## SUPPLIED DATA:

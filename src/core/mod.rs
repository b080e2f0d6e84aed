pub mod models;
pub mod types;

## TASK OBJECTIVE:
Type out the whole listing above exactly.

## SOLUTION TO THIS TASK:
filename src/core/mod.rs
repository b080e2f0d6e84aed
pub mod models;
pub mod types;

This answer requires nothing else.